* **Task description**:
Read the records below and copy each line that contains "Result".

Dataset entries
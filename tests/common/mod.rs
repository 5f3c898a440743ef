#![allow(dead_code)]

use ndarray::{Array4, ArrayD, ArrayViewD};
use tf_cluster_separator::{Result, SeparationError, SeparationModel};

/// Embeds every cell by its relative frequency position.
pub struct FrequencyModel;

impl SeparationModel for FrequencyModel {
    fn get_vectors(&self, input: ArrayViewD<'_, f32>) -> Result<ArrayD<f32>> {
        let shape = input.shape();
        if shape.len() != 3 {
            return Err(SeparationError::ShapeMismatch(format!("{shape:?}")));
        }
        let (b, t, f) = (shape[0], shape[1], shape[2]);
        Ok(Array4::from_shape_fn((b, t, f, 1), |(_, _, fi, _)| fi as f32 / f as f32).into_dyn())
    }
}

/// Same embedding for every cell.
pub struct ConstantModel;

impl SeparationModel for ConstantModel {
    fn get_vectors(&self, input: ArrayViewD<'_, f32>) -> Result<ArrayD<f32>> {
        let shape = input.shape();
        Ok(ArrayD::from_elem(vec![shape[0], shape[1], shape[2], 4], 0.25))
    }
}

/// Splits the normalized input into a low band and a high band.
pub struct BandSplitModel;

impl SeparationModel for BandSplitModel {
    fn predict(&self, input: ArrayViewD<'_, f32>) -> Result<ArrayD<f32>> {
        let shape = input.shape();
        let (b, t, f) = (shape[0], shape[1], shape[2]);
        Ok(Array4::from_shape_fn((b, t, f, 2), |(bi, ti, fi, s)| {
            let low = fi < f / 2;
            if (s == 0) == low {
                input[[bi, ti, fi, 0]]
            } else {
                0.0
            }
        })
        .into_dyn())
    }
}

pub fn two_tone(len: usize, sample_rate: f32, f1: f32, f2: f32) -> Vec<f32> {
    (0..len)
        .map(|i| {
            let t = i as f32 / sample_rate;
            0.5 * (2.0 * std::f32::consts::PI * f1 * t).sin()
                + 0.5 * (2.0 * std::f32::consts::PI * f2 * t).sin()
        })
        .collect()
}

* **The answer**:
use tf_cluster_separator::{Result, SeparationError, SeparationModel};
    fn get_vectors(&self, input: ArrayViewD<'_, f32>) -> Result<ArrayD<f32>> {
    fn get_vectors(&self, input: ArrayViewD<'_, f32>) -> Result<ArrayD<f32>> {
    fn predict(&self, input: ArrayViewD<'_, f32>) -> Result<ArrayD<f32>> {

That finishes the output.